The worst thing about trying to beat the market is that the boring people are probably right. Buy the S&P 500. Keep buying it. Do nothing heroic. Touch grass.
I believe this advice. I also do not think I am secretly Jim Simons.
And yet, because the market has not personally humbled me enough, I still had the thought: what if I built something that could do slightly better?
More likely, I'll have fun trying. That is what led me to build Balance Wheel, my always-on trading agent.
I still think the sensible thing would have been to buy the index and close my laptop. Instead, I built a tiny hedge fund run by LLMs.

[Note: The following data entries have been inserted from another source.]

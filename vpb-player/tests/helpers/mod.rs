//! Test harness for vpb-player integration tests
//!
//! Provides a scripted `MockBackend` implementing the engine protocol:
//! - Records commands, property writes, and observation registrations
//! - Serves property reads from a test-controlled map
//! - Replays engine events through the installed sink, emulating the
//!   native callback thread

use std::collections::HashMap;
use std::sync::{Arc, Mutex};

use vpb_common::config::BridgeConfig;
use vpb_player::engine::protocol::{
    EngineBackend, EngineError, EngineEvent, EventSink, PropertyFormat, PropertyValue,
    SurfaceHandle,
};

#[derive(Default)]
pub struct MockState {
    pub initialized: bool,
    pub shut_down: bool,
    pub commands: Vec<Vec<String>>,
    pub property_writes: Vec<(String, PropertyValue)>,
    pub observed: Vec<String>,
    pub properties: HashMap<String, PropertyValue>,
    pub surface: Option<SurfaceHandle>,
    pub sink: Option<EventSink>,
    /// When set, every property read fails
    pub fail_reads: bool,
    /// When set, every command is rejected
    pub reject_commands: bool,
}

/// Shared handle for scripting the mock from the test body
#[derive(Clone)]
pub struct MockHandle {
    state: Arc<Mutex<MockState>>,
}

#[allow(dead_code)]
impl MockHandle {
    /// Set a property value served to subsequent reads
    pub fn set_property(&self, name: &str, value: PropertyValue) {
        self.state
            .lock()
            .unwrap()
            .properties
            .insert(name.to_string(), value);
    }

    /// Make all property reads fail
    pub fn fail_reads(&self, fail: bool) {
        self.state.lock().unwrap().fail_reads = fail;
    }

    /// Make all commands be rejected
    pub fn reject_commands(&self, reject: bool) {
        self.state.lock().unwrap().reject_commands = reject;
    }

    /// Deliver an engine event through the installed sink
    pub fn push_event(&self, event: EngineEvent) {
        let sink = self.state.lock().unwrap().sink.clone();
        if let Some(sink) = sink {
            sink(event);
        }
    }

    /// Store a property value and deliver its change notification
    pub fn emit_property(&self, name: &str, value: PropertyValue) {
        self.set_property(name, value.clone());
        self.push_event(EngineEvent::PropertyChange {
            name: name.to_string(),
            value: Some(value),
        });
    }

    pub fn commands(&self) -> Vec<Vec<String>> {
        self.state.lock().unwrap().commands.clone()
    }

    /// Commands whose first token matches `name`
    pub fn commands_named(&self, name: &str) -> Vec<Vec<String>> {
        self.commands()
            .into_iter()
            .filter(|c| c.first().map(String::as_str) == Some(name))
            .collect()
    }

    pub fn property_writes(&self) -> Vec<(String, PropertyValue)> {
        self.state.lock().unwrap().property_writes.clone()
    }

    /// Latest write to a property, if any
    pub fn last_write(&self, name: &str) -> Option<PropertyValue> {
        self.property_writes()
            .into_iter()
            .rev()
            .find(|(n, _)| n == name)
            .map(|(_, v)| v)
    }

    pub fn observed(&self) -> Vec<String> {
        self.state.lock().unwrap().observed.clone()
    }

    pub fn surface(&self) -> Option<SurfaceHandle> {
        self.state.lock().unwrap().surface
    }

    pub fn is_initialized(&self) -> bool {
        self.state.lock().unwrap().initialized
    }

    pub fn is_shut_down(&self) -> bool {
        self.state.lock().unwrap().shut_down
    }
}

pub struct MockBackend {
    state: Arc<Mutex<MockState>>,
}

impl MockBackend {
    pub fn new() -> (Box<dyn EngineBackend>, MockHandle) {
        let state = Arc::new(Mutex::new(MockState::default()));
        let handle = MockHandle {
            state: Arc::clone(&state),
        };
        (Box::new(MockBackend { state }), handle)
    }
}

impl EngineBackend for MockBackend {
    fn initialize(&mut self) -> Result<(), EngineError> {
        self.state.lock().unwrap().initialized = true;
        Ok(())
    }

    fn execute_command(&self, args: &[&str]) -> Result<(), EngineError> {
        let mut state = self.state.lock().unwrap();
        if state.reject_commands {
            return Err(EngineError::CommandRejected(args.join(" ")));
        }
        state
            .commands
            .push(args.iter().map(|s| s.to_string()).collect());
        Ok(())
    }

    fn get_property(
        &self,
        name: &str,
        _format: PropertyFormat,
    ) -> Result<PropertyValue, EngineError> {
        let state = self.state.lock().unwrap();
        if state.fail_reads {
            return Err(EngineError::PropertyUnavailable(name.to_string()));
        }
        state
            .properties
            .get(name)
            .cloned()
            .ok_or_else(|| EngineError::PropertyUnavailable(name.to_string()))
    }

    fn set_property(&self, name: &str, value: PropertyValue) -> Result<(), EngineError> {
        let mut state = self.state.lock().unwrap();
        state
            .property_writes
            .push((name.to_string(), value.clone()));
        state.properties.insert(name.to_string(), value);
        Ok(())
    }

    fn observe_property(&self, name: &str, _format: PropertyFormat) -> Result<(), EngineError> {
        self.state.lock().unwrap().observed.push(name.to_string());
        Ok(())
    }

    fn attach_surface(&self, surface: SurfaceHandle) -> Result<(), EngineError> {
        self.state.lock().unwrap().surface = Some(surface);
        Ok(())
    }

    fn detach_surface(&self) -> Result<(), EngineError> {
        self.state.lock().unwrap().surface = None;
        Ok(())
    }

    fn set_event_sink(&mut self, sink: Option<EventSink>) {
        self.state.lock().unwrap().sink = sink;
    }

    fn shutdown(&mut self) {
        self.state.lock().unwrap().shut_down = true;
    }
}

/// Install a test log subscriber once; later calls are no-ops
#[allow(dead_code)]
pub fn init_tracing() {
    use tracing_subscriber::EnvFilter;
    let _ = tracing_subscriber::fmt()
        .with_env_filter(
            EnvFilter::try_from_default_env().unwrap_or_else(|_| "vpb_player=debug".into()),
        )
        .with_test_writer()
        .try_init();
}

/// Configuration with intervals short enough for tests
#[allow(dead_code)]
pub fn test_config() -> BridgeConfig {
    BridgeConfig::from_toml_str(
        "progress_poll_ms = 20\nsegment_poll_ms = 10\nsegment_window_ms = 200\n",
    )
    .expect("test config parses")
    .validated()
    .expect("test config is valid")
}

/// A realistic track inventory payload
#[allow(dead_code)]
pub const TRACK_INVENTORY: &str = r#"[
    {"id": 1, "type": "video", "codec": "h264", "demux-w": 1920,
     "demux-h": 1080, "demux-fps": 23.976, "default": true, "selected": true},
    {"id": 1, "type": "audio", "title": "English 5.1", "lang": "eng",
     "codec": "eac3", "demux-channel-count": 6, "demux-samplerate": 48000,
     "default": true, "selected": true},
    {"id": 2, "type": "audio", "lang": "jpn", "codec": "aac",
     "demux-channel-count": 2, "demux-samplerate": 48000},
    {"id": 3, "type": "audio", "lang": "fra", "codec": "aac",
     "demux-channel-count": 2, "demux-samplerate": 48000},
    {"id": 1, "type": "sub", "lang": "eng", "codec": "subrip",
     "default": true, "selected": true}
]"#;

/// A realistic chapter inventory payload
#[allow(dead_code)]
pub const CHAPTER_INVENTORY: &str = r#"[
    {"title": "Opening", "time": 0.0},
    {"title": "", "time": 90.0},
    {"title": "Finale", "time": 1260.5}
]"#;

I built Balance Wheel around three analyst agents, one portfolio manager agent, and a persistent memory layer that acts like a trading journal. The goal was to set it up like a real hedge fund, where analyst-level expertise is separated from the portfolio manager who makes the final trading decisions.
The analysts specialize in different sectors. Right now, they are split into tech, energy, and healthcare. Each one has its own coverage universe, market context, and decision framework. The job of each analyst is to produce a recommendation with reasoning, confidence, risks, and suggested sizing.
The portfolio manager is the overall operator. It takes in all of the analyst recommendations, understands the current portfolio position, looks at the broader market context, and then makes a decision for the portfolio.
Balance Wheel
The main flow makes the trade. The memory layer underneath keeps a persistent record of what happened and feeds that context into the next run.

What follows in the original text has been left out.